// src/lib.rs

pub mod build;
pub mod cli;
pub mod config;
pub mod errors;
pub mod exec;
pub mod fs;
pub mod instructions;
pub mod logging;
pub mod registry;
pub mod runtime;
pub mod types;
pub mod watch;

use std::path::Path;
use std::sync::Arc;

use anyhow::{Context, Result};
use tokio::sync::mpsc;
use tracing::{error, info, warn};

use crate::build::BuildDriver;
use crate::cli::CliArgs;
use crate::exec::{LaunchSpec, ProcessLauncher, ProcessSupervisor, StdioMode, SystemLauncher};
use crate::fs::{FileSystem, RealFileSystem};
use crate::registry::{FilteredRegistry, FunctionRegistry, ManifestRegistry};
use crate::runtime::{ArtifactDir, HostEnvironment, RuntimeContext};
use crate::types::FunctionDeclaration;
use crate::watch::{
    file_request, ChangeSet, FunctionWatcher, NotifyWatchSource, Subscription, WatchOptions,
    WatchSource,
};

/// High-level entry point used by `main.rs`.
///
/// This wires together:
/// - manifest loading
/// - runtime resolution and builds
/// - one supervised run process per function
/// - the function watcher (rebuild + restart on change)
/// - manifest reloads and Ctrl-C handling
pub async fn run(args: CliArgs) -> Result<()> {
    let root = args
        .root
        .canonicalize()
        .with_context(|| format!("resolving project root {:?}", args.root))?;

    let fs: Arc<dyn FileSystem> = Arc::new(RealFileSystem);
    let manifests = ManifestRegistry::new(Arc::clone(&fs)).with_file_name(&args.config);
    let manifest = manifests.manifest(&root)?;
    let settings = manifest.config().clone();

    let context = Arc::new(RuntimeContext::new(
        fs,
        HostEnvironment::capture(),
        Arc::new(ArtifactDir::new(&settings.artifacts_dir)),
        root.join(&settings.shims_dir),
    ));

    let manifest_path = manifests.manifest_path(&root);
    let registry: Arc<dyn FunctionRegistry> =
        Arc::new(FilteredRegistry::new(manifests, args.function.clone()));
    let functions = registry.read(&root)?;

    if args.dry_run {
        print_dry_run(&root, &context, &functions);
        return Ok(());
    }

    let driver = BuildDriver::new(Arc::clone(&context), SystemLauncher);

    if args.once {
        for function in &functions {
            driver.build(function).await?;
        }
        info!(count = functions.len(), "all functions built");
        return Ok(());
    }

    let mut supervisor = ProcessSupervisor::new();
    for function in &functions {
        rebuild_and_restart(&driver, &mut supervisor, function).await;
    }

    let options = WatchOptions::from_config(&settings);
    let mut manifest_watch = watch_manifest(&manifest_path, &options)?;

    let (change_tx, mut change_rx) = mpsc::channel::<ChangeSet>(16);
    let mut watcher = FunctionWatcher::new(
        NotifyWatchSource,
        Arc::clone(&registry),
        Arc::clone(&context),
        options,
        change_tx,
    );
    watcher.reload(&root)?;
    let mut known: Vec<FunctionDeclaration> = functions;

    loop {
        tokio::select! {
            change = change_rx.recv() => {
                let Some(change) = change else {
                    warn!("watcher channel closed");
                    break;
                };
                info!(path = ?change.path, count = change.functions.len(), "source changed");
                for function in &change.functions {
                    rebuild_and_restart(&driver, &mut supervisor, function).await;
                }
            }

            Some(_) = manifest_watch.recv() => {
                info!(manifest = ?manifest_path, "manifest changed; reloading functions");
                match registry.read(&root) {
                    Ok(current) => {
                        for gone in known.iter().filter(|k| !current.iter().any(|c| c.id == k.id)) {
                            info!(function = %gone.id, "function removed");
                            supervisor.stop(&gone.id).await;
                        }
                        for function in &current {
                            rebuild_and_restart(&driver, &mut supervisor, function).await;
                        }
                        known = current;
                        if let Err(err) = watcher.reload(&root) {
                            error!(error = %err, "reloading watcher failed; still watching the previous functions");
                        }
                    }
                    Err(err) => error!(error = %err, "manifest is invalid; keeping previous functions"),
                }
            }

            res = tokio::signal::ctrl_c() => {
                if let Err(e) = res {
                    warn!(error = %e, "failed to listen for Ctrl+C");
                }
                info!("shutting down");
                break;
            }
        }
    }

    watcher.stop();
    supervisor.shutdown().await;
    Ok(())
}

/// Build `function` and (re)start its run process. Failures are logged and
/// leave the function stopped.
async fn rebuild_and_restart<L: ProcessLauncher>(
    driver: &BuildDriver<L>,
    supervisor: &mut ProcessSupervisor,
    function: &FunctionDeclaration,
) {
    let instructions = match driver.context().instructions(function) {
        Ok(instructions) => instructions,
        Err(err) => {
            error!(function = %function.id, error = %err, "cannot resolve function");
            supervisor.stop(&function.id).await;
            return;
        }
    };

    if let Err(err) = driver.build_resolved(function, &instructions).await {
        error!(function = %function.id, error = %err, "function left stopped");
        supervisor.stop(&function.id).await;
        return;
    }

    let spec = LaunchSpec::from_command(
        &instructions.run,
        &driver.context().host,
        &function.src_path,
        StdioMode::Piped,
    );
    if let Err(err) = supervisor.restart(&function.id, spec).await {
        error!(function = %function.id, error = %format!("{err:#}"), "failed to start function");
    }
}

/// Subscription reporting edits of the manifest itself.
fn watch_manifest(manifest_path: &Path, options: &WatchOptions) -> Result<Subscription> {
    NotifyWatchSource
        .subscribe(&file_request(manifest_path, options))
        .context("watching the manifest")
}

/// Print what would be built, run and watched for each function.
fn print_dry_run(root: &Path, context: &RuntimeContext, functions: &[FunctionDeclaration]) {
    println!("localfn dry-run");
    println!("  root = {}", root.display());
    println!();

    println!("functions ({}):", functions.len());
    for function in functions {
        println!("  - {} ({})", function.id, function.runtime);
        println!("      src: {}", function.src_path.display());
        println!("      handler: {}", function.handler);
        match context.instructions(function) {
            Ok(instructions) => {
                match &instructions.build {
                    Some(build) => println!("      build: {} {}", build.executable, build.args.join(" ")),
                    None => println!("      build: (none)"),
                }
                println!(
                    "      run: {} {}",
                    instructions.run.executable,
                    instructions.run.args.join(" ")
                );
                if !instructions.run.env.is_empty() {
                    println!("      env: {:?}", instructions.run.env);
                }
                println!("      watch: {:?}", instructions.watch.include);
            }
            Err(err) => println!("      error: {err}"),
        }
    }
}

---*---

WORK TO COMPLETE => If a line of the data contains the word "reloading", it should be counted; state the total and nothing more.

ANSWER FOR THIS EXERCISE => 2